Après une édition 2020 annulée, et la suivante, repoussée à juillet 2021, en demi-teinte, le Festival de Cannes revient, comme il se doit, à son bon vieux joli mois de mai. Tapis carmin, fil rouge d’une montée des marches merveilleusement interminable, paparazzi hurlants au bord de la convulsion, starlettes plus ou moins éphémères qui paradent en pompes à cinq mille, et badauds retraités au cuir tanné et leurs canidés miniatures : un retour aux sources on vous dit. 

Le Festival de Cannes s’est toujours distingué par la singularité de son palmarès, par le cosmopolitisme et la diversité de sa sélection, et cette année ne devrait pas faire exception. Les organisateurs du festival se sont assurés de la substance de cette édition forcément très attendue, avec une compétition qui intègre pas moins de quatre champions précédemment auréolés de la précieuse Palme d’Or : les indéboulonnables frères Dardenne – auteurs d’une très impressionnante doublette, avec Rosetta en 99, et L’Enfant en 2005 – Hirokazu Kore-eda – Une Affaire de Famille, Palme d’Or 2018 – Cristian Mungiu – 4 mois, 3 semaines, 2 jours, vainqueur en 2007 – et Ruben Ostlund -  auteur du poil à gratter The Square, lauréat 2017. 

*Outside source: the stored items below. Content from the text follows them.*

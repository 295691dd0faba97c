//! # Student Store
//!
//! The data-access layer behind the shell. The shell only talks to the
//! [`StudentStore`] trait; [`SqliteStore`] is the production implementation.
//!
//! ## Table
//!
//! ```text
//! students
//! ├── student_id       INTEGER PRIMARY KEY AUTOINCREMENT
//! ├── first_name       TEXT NOT NULL
//! ├── last_name        TEXT NOT NULL
//! ├── email            TEXT NOT NULL UNIQUE
//! └── enrollment_date  TEXT (ISO date or NULL)
//! ```
//!
//! ## Semantics
//!
//! - `list_students` returns rows ordered by `student_id` ascending.
//! - `update_email` and `delete_student` report rows affected (0 or 1); a
//!   missing id is not an error.
//! - Inserting or updating to an email that already exists fails with
//!   [`UniqueViolation`], which callers can recover with
//!   `report.downcast_ref::<UniqueViolation>()`.
//! - `reset_to_seed` restores the three [`SEED_STUDENTS`] and restarts ids at 1.

mod schema;
mod sqlite;

pub use sqlite::SqliteStore;

use crate::parsing::Literal;
use chrono::NaiveDate;
use eyre::Result;
use std::fmt;

#[derive(Debug, Clone, PartialEq, Eq)]
pub struct Student {
    pub student_id: i64,
    pub first_name: String,
    pub last_name: String,
    pub email: String,
    pub enrollment_date: Option<NaiveDate>,
}

#[derive(Debug, Clone, PartialEq)]
pub struct NewStudent {
    pub first_name: String,
    pub last_name: String,
    pub email: String,
    /// `Literal::None` stores NULL. Anything other than a date is handed to
    /// the database unchanged and rejected there.
    pub enrollment_date: Literal,
}

pub trait StudentStore {
    fn list_students(&mut self) -> Result<Vec<Student>>;

    fn insert_student(&mut self, student: &NewStudent) -> Result<i64>;

    fn update_email(&mut self, student_id: i64, new_email: &str) -> Result<usize>;

    fn delete_student(&mut self, student_id: i64) -> Result<usize>;

    /// Test/demo only.
    fn reset_to_seed(&mut self) -> Result<()>;
}

#[derive(Debug, Clone, PartialEq, Eq)]
pub struct UniqueViolation {
    pub email: String,
}

impl fmt::Display for UniqueViolation {
    fn fmt(&self, f: &mut fmt::Formatter<'_>) -> fmt::Result {
        write!(f, "a student with email '{}' already exists", self.email)
    }
}

impl std::error::Error for UniqueViolation {}

pub struct SeedStudent {
    pub first_name: &'static str,
    pub last_name: &'static str,
    pub email: &'static str,
    pub enrollment_date: &'static str,
}

pub const SEED_STUDENTS: [SeedStudent; 3] = [
    SeedStudent {
        first_name: "John",
        last_name: "Doe",
        email: "john.doe@example.com",
        enrollment_date: "2023-09-01",
    },
    SeedStudent {
        first_name: "Jane",
        last_name: "Smith",
        email: "jane.smith@example.com",
        enrollment_date: "2023-09-01",
    },
    SeedStudent {
        first_name: "Jim",
        last_name: "Beam",
        email: "jim.beam@example.com",
        enrollment_date: "2023-09-02",
    },
];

Et puis, Cannes ne serait pas vraiment Cannes sans une élucubration déglingue de Quentin Dupieux - Fumer Fait Tousser - la contribution rock’n’roll d’un membre de la fratrie Cohen - Jerry Lee Lewis: Trouble in Mind, d’Ethan Cohen - une resucée grandiloquente d’un succès eighties - Top Gun : Maverick, Joseph Kosinski - un biopic flamboyant – le rutilant Elvis de Baz Lurhmann - un délire futurisco-erotico-chirurgical signé Cronenberg – Les Crimes du Futur - et un bon vieux film de zombies ultra stylisé – Coupez !, Michel Hazanavicius, film d’ouverture. On ne devrait donc pas s’ennuyer.

 

 

Un festival à la hauteur de son aura culte, espérons-le, et placé sous le signe de l’espoir, si l’on en croit son affiche – une image poétique d’un Jim Carrey qui gravit un escalier vers les nuages, tirée du film The Truman Show de Peter Weir, 1998 - et l’interprétation qui en a été faite par les organisateurs dans leur communiqué de presse : « Des marches qui cheminent vers la révélation. Une célébration poétique de la liberté. Une ascension pour s’avancer vers la promesse d’un renouveau. » Un nouveau souffle pour l’industrie du cinéma, en hyperventilation depuis le début de la crise sanitaire. Il semblerait donc qu’on ait de nouveau le droit de rêver, et le Festival de Cannes est là pour s’en assurer.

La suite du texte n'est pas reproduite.